Jass Jeremy R
Department of Pathology, McGill University, Montreal, Quebec, Canada.
Fam Cancer. 2004;3(2):93-100. doi: 10.1023/B:FAME.0000039849.86008.b7.
Morphological features may serve as diagnostically useful markers of colorectal cancer (CRC) with the microsatellite instability-high (MSI-H) phenotype. The most important of these are lymphocytic infiltration, mucin secretion and poor differentiation. These features are apparent in both sporadic MSI-H CRC and CRC occurring in the context of hereditary non-polyposis colorectal cancer (HNPCC). There is now strong evidence that that the two principal subtypes of MSI-H CRC evolve through different pathways. Sporadic MSI-H CRC orginate within serrated polyps with BRAF mutation and DNA methylation while CRC in HNPCC arise within conventional adenomas in which there is frequent mutation of APC or beta -catenin and/or K- ras. These early differences in pathogenesis translate into multiple morphological distinctions in the cancers developing through the two pathways. Lymphocytic infiltration, tumour budding (de-differentiation), and co-existing adenomas are more evident in HNPCC while mucin secretion, poor differentiation, tumour heterogeneity and glandular serration, and co-existing serrated polyps are more evident in sporadic MSI-H CRC. Sporadic MSI-H CRC are also characterized by cytoplasmic eosinophilia and nuclei that are large, round, vesicular and contain a prominent nucleolus while in HNPCC the cytological features recapitulate the basophilia and nuclear characteristics of conventional adenomas. In practice, lymphocytic infiltration is the most sensitive marker of MSI-H status in both sporadic CRC and HNPCC. The crucial distinction between HNPCC and sporadic MSI-H CRC should be achieved by means of all available data including family history, age at onset of malignancy and molecular features. There is increasing evidence that genetic factors may predispose to DNA methylation. This can result in familial clustering of MSI-H CRC in which the underlying mechanism is methylation of hMLH1 rather than germline mutation. Morphological features can assist is distinguishing such families from bona fide HNPCC families which they closely mimic.

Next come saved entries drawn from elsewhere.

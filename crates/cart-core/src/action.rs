//! Cart actions: the user intents consumed by the reducer.
//!
//! Actions travel as JSON in the form `{"type": "ADD_TO_CART", "item": {...}}`.
//! Tags the decoder does not know become [`Action::Unrecognized`], which the
//! reducer treats as identity.

use std::fmt;
use std::str::FromStr;

use serde::{Deserialize, Serialize};

use crate::catalog::{Catalog, CatalogItem};
use crate::error::CartError;
use crate::ids::ItemId;

/// A discrete user intent.
///
/// Only the item's `id` is used for matching. `AddToCart` on a new item
/// copies every field of the payload into the new line.
#[derive(Debug, Clone, PartialEq, Eq, Serialize, Deserialize)]
#[serde(from = "WireAction", into = "WireAction")]
pub enum Action {
    /// Add one unit, appending a line if the item is not in the cart.
    AddToCart(CatalogItem),
    /// Drop the item's line whatever its quantity.
    RemoveFromCart(CatalogItem),
    /// Add one unit to an existing line.
    IncrementQuantity(CatalogItem),
    /// Take one unit off an existing line, dropping it at zero.
    DecrementQuantity(CatalogItem),
    /// Empty the cart.
    ClearCart,
    /// An action tag nobody handles.
    Unrecognized,
}

impl Action {
    /// The kind of action, without its payload.
    pub fn kind(&self) -> ActionKind {
        match self {
            Action::AddToCart(_) => ActionKind::AddToCart,
            Action::RemoveFromCart(_) => ActionKind::RemoveFromCart,
            Action::IncrementQuantity(_) => ActionKind::IncrementQuantity,
            Action::DecrementQuantity(_) => ActionKind::DecrementQuantity,
            Action::ClearCart => ActionKind::ClearCart,
            Action::Unrecognized => ActionKind::Unrecognized,
        }
    }

    /// The payload item, if the action carries one.
    pub fn item(&self) -> Option<&CatalogItem> {
        match self {
            Action::AddToCart(item)
            | Action::RemoveFromCart(item)
            | Action::IncrementQuantity(item)
            | Action::DecrementQuantity(item) => Some(item),
            Action::ClearCart | Action::Unrecognized => None,
        }
    }

    /// The payload item's id, if the action carries one.
    pub fn item_id(&self) -> Option<ItemId> {
        self.item().map(|i| i.id)
    }
}

/// Action tag without payload.
#[derive(Debug, Clone, Copy, PartialEq, Eq, Hash, Serialize, Deserialize)]
#[serde(rename_all = "SCREAMING_SNAKE_CASE")]
pub enum ActionKind {
    AddToCart,
    RemoveFromCart,
    IncrementQuantity,
    DecrementQuantity,
    ClearCart,
    Unrecognized,
}

impl ActionKind {
    /// The wire tag.
    pub fn as_str(&self) -> &'static str {
        match self {
            ActionKind::AddToCart => "ADD_TO_CART",
            ActionKind::RemoveFromCart => "REMOVE_FROM_CART",
            ActionKind::IncrementQuantity => "INCREMENT_QUANTITY",
            ActionKind::DecrementQuantity => "DECREMENT_QUANTITY",
            ActionKind::ClearCart => "CLEAR_CART",
            ActionKind::Unrecognized => "UNRECOGNIZED",
        }
    }
}

impl fmt::Display for ActionKind {
    fn fmt(&self, f: &mut fmt::Formatter<'_>) -> fmt::Result {
        f.write_str(self.as_str())
    }
}

#[derive(Serialize, Deserialize)]
#[serde(tag = "type", rename_all = "SCREAMING_SNAKE_CASE")]
enum WireAction {
    #[serde(alias = "ADD_TO_CART1")]
    AddToCart {
        item: CatalogItem,
    },
    RemoveFromCart {
        item: CatalogItem,
    },
    IncrementQuantity {
        item: CatalogItem,
    },
    DecrementQuantity {
        item: CatalogItem,
    },
    ClearCart,
    #[serde(other)]
    Unrecognized,
}

impl From<WireAction> for Action {
    fn from(wire: WireAction) -> Self {
        match wire {
            WireAction::AddToCart { item } => Action::AddToCart(item),
            WireAction::RemoveFromCart { item } => Action::RemoveFromCart(item),
            WireAction::IncrementQuantity { item } => Action::IncrementQuantity(item),
            WireAction::DecrementQuantity { item } => Action::DecrementQuantity(item),
            WireAction::ClearCart => Action::ClearCart,
            WireAction::Unrecognized => Action::Unrecognized,
        }
    }
}

impl From<Action> for WireAction {
    fn from(action: Action) -> Self {
        match action {
            Action::AddToCart(item) => WireAction::AddToCart { item },
            Action::RemoveFromCart(item) => WireAction::RemoveFromCart { item },
            Action::IncrementQuantity(item) => WireAction::IncrementQuantity { item },
            Action::DecrementQuantity(item) => WireAction::DecrementQuantity { item },
            Action::ClearCart => WireAction::ClearCart,
            Action::Unrecognized => WireAction::Unrecognized,
        }
    }
}

/// Id-level action shorthand, e.g. `add 3`, `dec:3` or `clear`.
///
/// Commands name items by id only; [`ActionCommand::resolve`] looks the
/// item up in a catalog to build the full [`Action`].
#[derive(Debug, Clone, Copy, PartialEq, Eq)]
pub enum ActionCommand {
    Add(ItemId),
    Remove(ItemId),
    Increment(ItemId),
    Decrement(ItemId),
    Clear,
}

impl ActionCommand {
    /// Parse a command such as `add 3`, `add:3`, `rm 3`, `+ 3`, `+3` or `clear`.
    pub fn parse(input: &str) -> Result<Self, CartError> {
        let mut parts: Vec<&str> = input
            .split(|c: char| c.is_whitespace() || c == ':')
            .filter(|p| !p.is_empty())
            .collect();

        // `+3` and `-3` carry the id in the same token as the sign.
        if let Some(first) = parts.first().copied() {
            if first.len() > 1 && (first.starts_with('+') || first.starts_with('-')) {
                parts[0] = &first[1..];
                parts.insert(0, &first[..1]);
            }
        }

        let (verb, arg) = match parts.as_slice() {
            [verb] => (verb.to_lowercase(), None),
            [verb, arg] => (verb.to_lowercase(), Some(*arg)),
            _ => return Err(CartError::InvalidCommand(input.to_string())),
        };

        let id = || -> Result<ItemId, CartError> {
            arg.ok_or_else(|| CartError::InvalidCommand(format!("{input}: missing item id")))?
                .parse()
        };

        match verb.as_str() {
            "add" | "a" => Ok(ActionCommand::Add(id()?)),
            "remove" | "rm" => Ok(ActionCommand::Remove(id()?)),
            "inc" | "increment" | "+" => Ok(ActionCommand::Increment(id()?)),
            "dec" | "decrement" | "-" => Ok(ActionCommand::Decrement(id()?)),
            "clear" if arg.is_none() => Ok(ActionCommand::Clear),
            _ => Err(CartError::InvalidCommand(input.to_string())),
        }
    }

    /// Turn the command into an action against a catalog.
    ///
    /// `Add` needs the full item and fails for ids the catalog does not
    /// know. The other commands only match by id, so an unknown id resolves
    /// to an action the reducer will treat as a no-op.
    pub fn resolve(self, catalog: &Catalog) -> Result<Action, CartError> {
        let lookup = |id: ItemId| {
            catalog
                .get(id)
                .cloned()
                .unwrap_or_else(|| CatalogItem::new(id, String::new(), String::new()))
        };

        Ok(match self {
            ActionCommand::Add(id) => {
                let item = catalog
                    .get(id)
                    .cloned()
                    .ok_or(CartError::UnknownItem(id.get()))?;
                Action::AddToCart(item)
            }
            ActionCommand::Remove(id) => Action::RemoveFromCart(lookup(id)),
            ActionCommand::Increment(id) => Action::IncrementQuantity(lookup(id)),
            ActionCommand::Decrement(id) => Action::DecrementQuantity(lookup(id)),
            ActionCommand::Clear => Action::ClearCart,
        })
    }
}

impl FromStr for ActionCommand {
    type Err = CartError;

    fn from_str(s: &str) -> Result<Self, Self::Err> {
        Self::parse(s)
    }
}

#[cfg(test)]
mod tests {
    use super::*;

    fn laptop() -> CatalogItem {
        CatalogItem::new(1u64, "Laptop", "1200")
    }

    #[test]
    fn test_wire_format() {
        let json = serde_json::to_value(Action::AddToCart(laptop())).unwrap();
        assert_eq!(
            json,
            serde_json::json!({
                "type": "ADD_TO_CART",
                "item": {"id": 1, "name": "Laptop", "price": "1200"}
            })
        );

        let clear = serde_json::to_value(Action::ClearCart).unwrap();
        assert_eq!(clear, serde_json::json!({"type": "CLEAR_CART"}));
    }

    #[test]
    fn test_decode_actions() {
        let action: Action = serde_json::from_str(
            r#"{"type": "DECREMENT_QUANTITY", "item": {"id": 1, "name": "Laptop", "price": "1200"}}"#,
        )
        .unwrap();
        assert_eq!(action, Action::DecrementQuantity(laptop()));

        let action: Action = serde_json::from_str(r#"{"type": "CLEAR_CART"}"#).unwrap();
        assert_eq!(action, Action::ClearCart);
    }

    #[test]
    fn test_unknown_tag_decodes_to_unrecognized() {
        let action: Action = serde_json::from_str(r#"{"type": "APPLY_COUPON"}"#).unwrap();
        assert_eq!(action, Action::Unrecognized);
        assert_eq!(action.kind(), ActionKind::Unrecognized);
        assert!(action.item_id().is_none());
    }

    #[test]
    fn test_legacy_add_tag_decodes_to_add() {
        let action: Action = serde_json::from_str(
            r#"{"type": "ADD_TO_CART1", "item": {"id": 1, "name": "Laptop", "price": "1200"}}"#,
        )
        .unwrap();
        assert_eq!(action, Action::AddToCart(laptop()));

        // Encoding always uses the canonical tag.
        let json = serde_json::to_value(&action).unwrap();
        assert_eq!(json["type"], "ADD_TO_CART");
    }

    #[test]
    fn test_missing_payload_is_an_error() {
        let result = serde_json::from_str::<Action>(r#"{"type": "ADD_TO_CART"}"#);
        assert!(result.is_err());
    }

    #[test]
    fn test_kind_and_item_id() {
        let action = Action::IncrementQuantity(laptop());
        assert_eq!(action.kind(), ActionKind::IncrementQuantity);
        assert_eq!(action.kind().as_str(), "INCREMENT_QUANTITY");
        assert_eq!(action.item_id(), Some(ItemId::new(1)));
    }

    #[test]
    fn test_parse_commands() {
        assert_eq!(ActionCommand::parse("add 3").unwrap(), ActionCommand::Add(ItemId::new(3)));
        assert_eq!(ActionCommand::parse("add:3").unwrap(), ActionCommand::Add(ItemId::new(3)));
        assert_eq!(ActionCommand::parse("RM 4").unwrap(), ActionCommand::Remove(ItemId::new(4)));
        assert_eq!(ActionCommand::parse("+ 5").unwrap(), ActionCommand::Increment(ItemId::new(5)));
        assert_eq!(ActionCommand::parse("dec:6").unwrap(), ActionCommand::Decrement(ItemId::new(6)));
        assert_eq!(ActionCommand::parse("  clear ").unwrap(), ActionCommand::Clear);
        assert_eq!(ActionCommand::parse("+5").unwrap(), ActionCommand::Increment(ItemId::new(5)));
        assert_eq!(ActionCommand::parse("-5").unwrap(), ActionCommand::Decrement(ItemId::new(5)));
        assert_eq!(ActionCommand::parse("-#7").unwrap(), ActionCommand::Decrement(ItemId::new(7)));
    }

    #[test]
    fn test_parse_rejects_bad_commands() {
        assert!(ActionCommand::parse("").is_err());
        assert!(ActionCommand::parse("add").is_err());
        assert!(ActionCommand::parse("add x").is_err());
        assert!(ActionCommand::parse("clear 3").is_err());
        assert!(ActionCommand::parse("add 1 2").is_err());
        assert!(ActionCommand::parse("buy 1").is_err());
        assert!(ActionCommand::parse("+5 6").is_err());
        assert!(ActionCommand::parse("+x").is_err());
    }

    #[test]
    fn test_resolve_against_catalog() {
        let catalog = Catalog::reference();
        let action = ActionCommand::Add(ItemId::new(1)).resolve(&catalog).unwrap();
        assert_eq!(action, Action::AddToCart(laptop()));
    }

    #[test]
    fn test_resolve_unknown_add_fails() {
        let catalog = Catalog::reference();
        let result = ActionCommand::Add(ItemId::new(404)).resolve(&catalog);
        assert!(matches!(result, Err(CartError::UnknownItem(404))));
    }

    #[test]
    fn test_resolve_unknown_remove_keeps_id() {
        let catalog = Catalog::reference();
        let action = ActionCommand::Remove(ItemId::new(404)).resolve(&catalog).unwrap();
        assert_eq!(action.kind(), ActionKind::RemoveFromCart);
        assert_eq!(action.item_id(), Some(ItemId::new(404)));
    }
}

形态学特征可能是具有微卫星高度不稳定(MSI-H)表型的结直肠癌(CRC)的诊断有用标志物。其中最重要的是淋巴细胞浸润、黏液分泌和低分化。这些特征在散发性MSI-H CRC和遗传性非息肉病性结直肠癌(HNPCC)背景下发生的CRC中均很明显。现在有强有力的证据表明,MSI-H CRC的两种主要亚型通过不同途径演变。散发性MSI-H CRC起源于具有BRAF突变和DNA甲基化的锯齿状息肉,而HNPCC中的CRC则起源于常规腺瘤,其中APC或β-连环蛋白和/或K-ras频繁发生突变。这些发病机制的早期差异转化为通过这两种途径发展的癌症中的多种形态学差异。淋巴细胞浸润、肿瘤芽生(去分化)和共存腺瘤在HNPCC中更明显,而黏液分泌、低分化、肿瘤异质性和腺管锯齿状以及共存锯齿状息肉在散发性MSI-H CRC中更明显。散发性MSI-H CRC的特征还包括细胞质嗜酸性和大的、圆形的、泡状的且含有突出核仁的细胞核,而在HNPCC中,细胞学特征再现了常规腺瘤的嗜碱性和核特征。在实践中,淋巴细胞浸润是散发性CRC和HNPCC中MSI-H状态最敏感的标志物。HNPCC和散发性MSI-H CRC之间的关键区别应通过所有可用数据来实现,包括家族史、恶性肿瘤发病年龄和分子特征。越来越多的证据表明遗传因素可能易导致DNA甲基化。这可导致MSI-H CRC的家族聚集,其潜在机制是hMLH1甲基化而非种系突变。形态学特征有助于将此类家族与它们紧密模仿的真正HNPCC家族区分开来。